Data to process:

= Beginning of Section =

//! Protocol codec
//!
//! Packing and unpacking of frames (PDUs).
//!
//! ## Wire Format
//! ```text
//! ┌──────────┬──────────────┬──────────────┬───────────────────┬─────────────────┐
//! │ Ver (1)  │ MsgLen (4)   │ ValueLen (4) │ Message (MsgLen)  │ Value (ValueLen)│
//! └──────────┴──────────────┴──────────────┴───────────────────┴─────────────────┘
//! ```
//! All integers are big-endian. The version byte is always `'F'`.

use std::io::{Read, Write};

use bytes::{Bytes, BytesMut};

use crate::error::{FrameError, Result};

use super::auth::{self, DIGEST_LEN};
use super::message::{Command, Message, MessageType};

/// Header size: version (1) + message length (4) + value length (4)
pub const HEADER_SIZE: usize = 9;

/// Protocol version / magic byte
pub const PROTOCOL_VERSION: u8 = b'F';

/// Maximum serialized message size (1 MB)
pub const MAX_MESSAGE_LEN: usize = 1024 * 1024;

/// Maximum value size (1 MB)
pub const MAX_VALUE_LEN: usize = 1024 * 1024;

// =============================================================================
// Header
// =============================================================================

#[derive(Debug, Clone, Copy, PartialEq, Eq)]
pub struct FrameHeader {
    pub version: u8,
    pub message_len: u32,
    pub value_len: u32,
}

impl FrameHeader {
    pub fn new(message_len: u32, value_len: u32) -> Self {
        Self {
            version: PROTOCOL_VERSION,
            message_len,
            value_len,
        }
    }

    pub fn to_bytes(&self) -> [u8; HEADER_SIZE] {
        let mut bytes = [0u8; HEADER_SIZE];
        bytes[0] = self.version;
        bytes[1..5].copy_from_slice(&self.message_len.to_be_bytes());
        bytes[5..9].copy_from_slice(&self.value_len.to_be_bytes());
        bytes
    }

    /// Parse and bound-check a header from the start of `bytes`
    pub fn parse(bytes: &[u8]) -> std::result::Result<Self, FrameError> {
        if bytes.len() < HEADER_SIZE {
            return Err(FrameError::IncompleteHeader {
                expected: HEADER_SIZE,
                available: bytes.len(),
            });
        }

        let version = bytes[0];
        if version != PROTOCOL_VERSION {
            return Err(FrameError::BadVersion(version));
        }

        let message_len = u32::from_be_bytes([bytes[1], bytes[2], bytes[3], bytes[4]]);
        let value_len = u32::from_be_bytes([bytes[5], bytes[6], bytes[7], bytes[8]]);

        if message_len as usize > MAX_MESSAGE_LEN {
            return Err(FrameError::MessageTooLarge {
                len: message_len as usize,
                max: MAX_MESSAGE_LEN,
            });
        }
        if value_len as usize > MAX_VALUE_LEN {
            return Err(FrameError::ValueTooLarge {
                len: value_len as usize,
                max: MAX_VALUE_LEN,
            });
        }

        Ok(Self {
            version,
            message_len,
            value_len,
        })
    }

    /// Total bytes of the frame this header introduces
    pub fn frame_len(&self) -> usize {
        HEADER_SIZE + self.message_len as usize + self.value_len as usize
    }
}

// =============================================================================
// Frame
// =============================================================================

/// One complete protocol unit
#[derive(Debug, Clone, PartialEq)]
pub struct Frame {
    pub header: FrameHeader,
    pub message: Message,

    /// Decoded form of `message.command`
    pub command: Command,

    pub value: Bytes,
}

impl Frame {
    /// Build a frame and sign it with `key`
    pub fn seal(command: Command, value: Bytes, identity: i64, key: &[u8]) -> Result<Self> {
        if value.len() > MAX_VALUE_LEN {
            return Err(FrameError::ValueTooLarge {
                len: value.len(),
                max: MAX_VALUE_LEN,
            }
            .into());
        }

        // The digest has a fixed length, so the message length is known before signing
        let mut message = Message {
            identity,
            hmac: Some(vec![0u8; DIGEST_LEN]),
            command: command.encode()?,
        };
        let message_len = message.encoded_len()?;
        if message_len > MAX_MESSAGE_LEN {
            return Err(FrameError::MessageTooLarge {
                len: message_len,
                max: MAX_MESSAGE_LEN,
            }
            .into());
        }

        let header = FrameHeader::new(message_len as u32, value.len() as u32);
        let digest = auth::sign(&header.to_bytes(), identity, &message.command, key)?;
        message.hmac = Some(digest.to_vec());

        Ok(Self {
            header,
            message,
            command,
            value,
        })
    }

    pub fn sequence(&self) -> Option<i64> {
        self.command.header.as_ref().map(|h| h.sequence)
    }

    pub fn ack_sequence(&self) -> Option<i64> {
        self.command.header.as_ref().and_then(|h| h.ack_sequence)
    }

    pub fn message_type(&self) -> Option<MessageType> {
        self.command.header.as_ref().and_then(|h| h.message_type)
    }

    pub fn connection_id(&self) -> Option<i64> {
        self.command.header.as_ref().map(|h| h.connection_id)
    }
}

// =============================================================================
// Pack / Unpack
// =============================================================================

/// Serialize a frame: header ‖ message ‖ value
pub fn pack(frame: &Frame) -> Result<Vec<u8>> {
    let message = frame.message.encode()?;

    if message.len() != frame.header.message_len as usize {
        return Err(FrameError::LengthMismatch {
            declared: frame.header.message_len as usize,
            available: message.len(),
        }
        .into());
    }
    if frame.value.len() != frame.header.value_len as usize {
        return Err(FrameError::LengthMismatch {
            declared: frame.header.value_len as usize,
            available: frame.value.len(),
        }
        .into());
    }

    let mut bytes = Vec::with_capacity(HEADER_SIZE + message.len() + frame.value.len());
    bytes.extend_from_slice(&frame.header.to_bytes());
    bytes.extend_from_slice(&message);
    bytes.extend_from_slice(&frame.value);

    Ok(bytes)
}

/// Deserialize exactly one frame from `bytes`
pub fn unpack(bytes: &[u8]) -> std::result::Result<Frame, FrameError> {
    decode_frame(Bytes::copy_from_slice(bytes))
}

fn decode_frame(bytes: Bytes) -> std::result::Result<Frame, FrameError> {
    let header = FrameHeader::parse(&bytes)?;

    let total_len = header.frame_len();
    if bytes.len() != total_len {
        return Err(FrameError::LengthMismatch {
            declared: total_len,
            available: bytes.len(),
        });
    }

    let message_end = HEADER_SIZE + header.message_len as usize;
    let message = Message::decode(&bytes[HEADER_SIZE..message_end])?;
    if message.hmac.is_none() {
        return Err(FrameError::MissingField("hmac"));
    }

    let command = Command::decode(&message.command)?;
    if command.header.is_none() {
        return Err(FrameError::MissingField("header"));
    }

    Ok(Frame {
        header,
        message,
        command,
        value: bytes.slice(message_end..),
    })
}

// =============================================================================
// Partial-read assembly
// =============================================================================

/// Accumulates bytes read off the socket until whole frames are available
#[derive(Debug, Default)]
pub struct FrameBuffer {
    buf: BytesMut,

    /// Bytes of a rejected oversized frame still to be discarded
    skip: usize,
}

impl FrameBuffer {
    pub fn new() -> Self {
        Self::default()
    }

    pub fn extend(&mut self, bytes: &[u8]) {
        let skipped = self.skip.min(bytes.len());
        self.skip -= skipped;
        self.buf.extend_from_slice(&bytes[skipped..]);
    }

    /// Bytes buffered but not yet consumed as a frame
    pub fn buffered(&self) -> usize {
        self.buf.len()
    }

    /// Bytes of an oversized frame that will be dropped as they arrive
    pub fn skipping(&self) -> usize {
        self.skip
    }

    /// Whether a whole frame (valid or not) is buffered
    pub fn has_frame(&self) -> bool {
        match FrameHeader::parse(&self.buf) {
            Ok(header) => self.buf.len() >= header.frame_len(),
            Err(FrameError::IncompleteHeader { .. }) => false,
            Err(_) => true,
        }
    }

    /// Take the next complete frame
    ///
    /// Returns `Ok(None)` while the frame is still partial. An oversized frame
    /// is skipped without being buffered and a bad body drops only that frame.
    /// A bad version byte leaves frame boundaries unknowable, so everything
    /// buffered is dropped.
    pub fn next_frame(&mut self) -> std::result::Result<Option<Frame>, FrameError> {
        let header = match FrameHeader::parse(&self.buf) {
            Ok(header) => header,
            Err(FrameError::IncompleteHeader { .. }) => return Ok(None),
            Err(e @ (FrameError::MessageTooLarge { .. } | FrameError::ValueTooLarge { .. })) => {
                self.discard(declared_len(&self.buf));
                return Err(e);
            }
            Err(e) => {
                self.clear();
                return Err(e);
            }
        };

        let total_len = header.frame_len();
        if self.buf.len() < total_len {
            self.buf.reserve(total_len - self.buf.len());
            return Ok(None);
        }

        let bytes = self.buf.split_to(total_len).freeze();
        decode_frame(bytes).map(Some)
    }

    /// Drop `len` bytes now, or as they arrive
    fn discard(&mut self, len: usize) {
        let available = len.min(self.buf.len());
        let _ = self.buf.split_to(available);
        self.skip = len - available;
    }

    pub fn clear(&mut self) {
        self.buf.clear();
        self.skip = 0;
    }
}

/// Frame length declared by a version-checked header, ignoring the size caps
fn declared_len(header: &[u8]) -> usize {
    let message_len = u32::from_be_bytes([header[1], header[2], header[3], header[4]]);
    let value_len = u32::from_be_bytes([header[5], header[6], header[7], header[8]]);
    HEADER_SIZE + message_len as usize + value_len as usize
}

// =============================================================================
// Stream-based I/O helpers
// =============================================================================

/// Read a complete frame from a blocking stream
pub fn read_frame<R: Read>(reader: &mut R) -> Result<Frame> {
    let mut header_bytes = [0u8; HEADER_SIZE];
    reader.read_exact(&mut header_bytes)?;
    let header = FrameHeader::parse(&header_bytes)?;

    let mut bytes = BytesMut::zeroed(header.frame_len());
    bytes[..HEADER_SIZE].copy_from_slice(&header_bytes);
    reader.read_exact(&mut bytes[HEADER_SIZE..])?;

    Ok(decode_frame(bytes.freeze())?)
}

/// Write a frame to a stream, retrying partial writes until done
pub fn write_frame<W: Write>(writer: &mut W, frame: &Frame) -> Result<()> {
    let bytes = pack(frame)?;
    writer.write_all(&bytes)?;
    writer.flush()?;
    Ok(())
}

= End of Section =
= Beginning of Section =

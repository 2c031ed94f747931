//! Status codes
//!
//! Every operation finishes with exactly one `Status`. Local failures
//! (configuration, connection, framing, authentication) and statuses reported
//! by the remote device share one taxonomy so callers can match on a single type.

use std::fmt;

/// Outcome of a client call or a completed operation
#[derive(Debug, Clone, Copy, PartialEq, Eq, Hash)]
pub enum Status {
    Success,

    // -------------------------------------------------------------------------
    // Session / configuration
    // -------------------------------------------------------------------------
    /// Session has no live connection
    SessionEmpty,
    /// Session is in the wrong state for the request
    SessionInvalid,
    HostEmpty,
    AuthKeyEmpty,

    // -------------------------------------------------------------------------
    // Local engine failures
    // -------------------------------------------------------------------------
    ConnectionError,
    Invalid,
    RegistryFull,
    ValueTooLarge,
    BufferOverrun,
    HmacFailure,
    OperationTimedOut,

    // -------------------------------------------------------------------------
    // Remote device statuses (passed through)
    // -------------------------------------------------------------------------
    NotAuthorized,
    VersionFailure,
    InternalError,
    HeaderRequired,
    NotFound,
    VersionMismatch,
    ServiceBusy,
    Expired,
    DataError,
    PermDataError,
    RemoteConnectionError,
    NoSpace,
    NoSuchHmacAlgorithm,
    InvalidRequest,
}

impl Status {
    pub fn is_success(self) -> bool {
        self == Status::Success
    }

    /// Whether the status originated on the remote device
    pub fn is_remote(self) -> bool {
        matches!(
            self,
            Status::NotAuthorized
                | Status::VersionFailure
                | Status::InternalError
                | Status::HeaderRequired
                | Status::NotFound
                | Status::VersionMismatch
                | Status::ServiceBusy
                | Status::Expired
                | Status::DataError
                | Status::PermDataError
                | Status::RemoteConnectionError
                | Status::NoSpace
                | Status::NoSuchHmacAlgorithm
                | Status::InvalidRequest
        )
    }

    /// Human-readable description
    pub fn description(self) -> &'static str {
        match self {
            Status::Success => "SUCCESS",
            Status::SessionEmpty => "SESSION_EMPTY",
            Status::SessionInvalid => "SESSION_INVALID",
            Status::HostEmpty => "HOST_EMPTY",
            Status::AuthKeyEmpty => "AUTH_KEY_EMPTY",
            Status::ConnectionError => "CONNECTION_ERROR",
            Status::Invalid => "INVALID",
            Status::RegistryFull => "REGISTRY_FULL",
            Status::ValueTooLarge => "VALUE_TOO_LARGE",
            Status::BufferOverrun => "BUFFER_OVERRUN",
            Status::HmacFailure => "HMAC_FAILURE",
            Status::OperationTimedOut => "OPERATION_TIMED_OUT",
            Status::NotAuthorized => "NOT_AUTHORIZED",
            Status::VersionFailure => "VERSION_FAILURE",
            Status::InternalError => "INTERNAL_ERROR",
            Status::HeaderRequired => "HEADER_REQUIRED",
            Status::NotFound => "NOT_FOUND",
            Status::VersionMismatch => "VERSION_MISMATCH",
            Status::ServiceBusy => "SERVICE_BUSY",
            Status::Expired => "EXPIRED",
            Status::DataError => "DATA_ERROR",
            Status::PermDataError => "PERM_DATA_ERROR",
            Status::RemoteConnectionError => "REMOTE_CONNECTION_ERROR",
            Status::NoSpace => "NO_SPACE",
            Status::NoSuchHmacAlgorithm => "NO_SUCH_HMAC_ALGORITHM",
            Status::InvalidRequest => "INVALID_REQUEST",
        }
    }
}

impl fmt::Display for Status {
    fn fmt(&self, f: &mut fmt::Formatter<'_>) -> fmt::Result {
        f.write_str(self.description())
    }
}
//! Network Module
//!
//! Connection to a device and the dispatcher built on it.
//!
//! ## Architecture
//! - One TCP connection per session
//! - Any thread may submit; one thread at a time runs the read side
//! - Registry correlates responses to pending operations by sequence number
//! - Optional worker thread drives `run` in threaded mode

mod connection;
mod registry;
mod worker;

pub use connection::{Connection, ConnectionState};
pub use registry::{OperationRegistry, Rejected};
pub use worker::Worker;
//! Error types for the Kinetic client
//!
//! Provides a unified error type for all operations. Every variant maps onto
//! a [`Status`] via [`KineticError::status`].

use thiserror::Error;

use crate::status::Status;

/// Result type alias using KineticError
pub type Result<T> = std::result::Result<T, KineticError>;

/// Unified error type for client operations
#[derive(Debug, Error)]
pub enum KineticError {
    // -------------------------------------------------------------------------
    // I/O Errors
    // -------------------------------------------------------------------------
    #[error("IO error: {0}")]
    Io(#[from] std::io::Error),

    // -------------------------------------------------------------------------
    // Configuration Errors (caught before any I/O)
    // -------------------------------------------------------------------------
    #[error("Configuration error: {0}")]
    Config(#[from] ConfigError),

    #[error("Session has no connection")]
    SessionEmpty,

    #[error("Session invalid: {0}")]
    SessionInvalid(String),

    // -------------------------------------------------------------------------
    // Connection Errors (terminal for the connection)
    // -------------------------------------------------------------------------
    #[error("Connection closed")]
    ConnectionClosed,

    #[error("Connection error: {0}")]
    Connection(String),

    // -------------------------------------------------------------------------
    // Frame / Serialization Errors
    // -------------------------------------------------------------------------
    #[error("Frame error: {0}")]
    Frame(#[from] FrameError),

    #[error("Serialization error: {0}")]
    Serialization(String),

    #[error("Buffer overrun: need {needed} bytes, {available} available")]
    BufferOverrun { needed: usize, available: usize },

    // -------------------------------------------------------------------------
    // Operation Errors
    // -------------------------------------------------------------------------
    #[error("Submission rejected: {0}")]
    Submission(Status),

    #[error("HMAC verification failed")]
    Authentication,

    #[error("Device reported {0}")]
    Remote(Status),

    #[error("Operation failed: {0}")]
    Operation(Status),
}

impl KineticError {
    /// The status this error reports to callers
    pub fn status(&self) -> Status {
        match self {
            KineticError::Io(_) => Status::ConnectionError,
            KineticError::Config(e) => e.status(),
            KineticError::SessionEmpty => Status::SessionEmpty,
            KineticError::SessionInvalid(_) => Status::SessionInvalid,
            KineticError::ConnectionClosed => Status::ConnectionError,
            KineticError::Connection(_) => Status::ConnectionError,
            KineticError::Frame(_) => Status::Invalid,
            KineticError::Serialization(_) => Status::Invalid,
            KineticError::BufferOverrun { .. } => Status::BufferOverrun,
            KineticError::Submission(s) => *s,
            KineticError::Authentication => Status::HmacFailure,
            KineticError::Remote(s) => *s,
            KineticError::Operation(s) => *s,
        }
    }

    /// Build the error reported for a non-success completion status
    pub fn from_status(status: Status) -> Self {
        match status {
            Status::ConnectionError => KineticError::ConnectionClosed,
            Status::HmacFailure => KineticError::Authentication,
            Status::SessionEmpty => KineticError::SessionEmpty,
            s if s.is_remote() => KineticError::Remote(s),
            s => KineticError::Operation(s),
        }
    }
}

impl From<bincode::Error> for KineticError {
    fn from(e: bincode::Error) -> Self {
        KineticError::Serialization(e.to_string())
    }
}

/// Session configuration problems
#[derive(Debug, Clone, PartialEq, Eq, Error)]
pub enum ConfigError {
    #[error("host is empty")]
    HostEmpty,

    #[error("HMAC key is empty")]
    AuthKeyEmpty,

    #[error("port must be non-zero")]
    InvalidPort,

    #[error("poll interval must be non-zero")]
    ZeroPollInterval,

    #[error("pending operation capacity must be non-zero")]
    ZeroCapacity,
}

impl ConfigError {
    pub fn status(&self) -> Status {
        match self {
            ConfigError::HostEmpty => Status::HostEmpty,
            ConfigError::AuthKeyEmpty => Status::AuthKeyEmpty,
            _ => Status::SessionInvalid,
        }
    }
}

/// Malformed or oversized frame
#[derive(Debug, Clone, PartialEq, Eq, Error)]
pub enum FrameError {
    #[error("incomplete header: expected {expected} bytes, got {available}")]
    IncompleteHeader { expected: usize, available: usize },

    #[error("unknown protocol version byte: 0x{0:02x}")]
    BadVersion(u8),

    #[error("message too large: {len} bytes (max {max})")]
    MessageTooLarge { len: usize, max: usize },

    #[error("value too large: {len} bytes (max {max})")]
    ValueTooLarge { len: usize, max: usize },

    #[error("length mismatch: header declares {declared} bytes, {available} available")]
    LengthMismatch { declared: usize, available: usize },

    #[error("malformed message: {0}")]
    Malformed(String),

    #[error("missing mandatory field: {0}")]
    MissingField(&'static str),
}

= End of Section =

Task:
A bare number is all that is asked for: the count of lines above that include "HmacFailure".

Response to the task:
4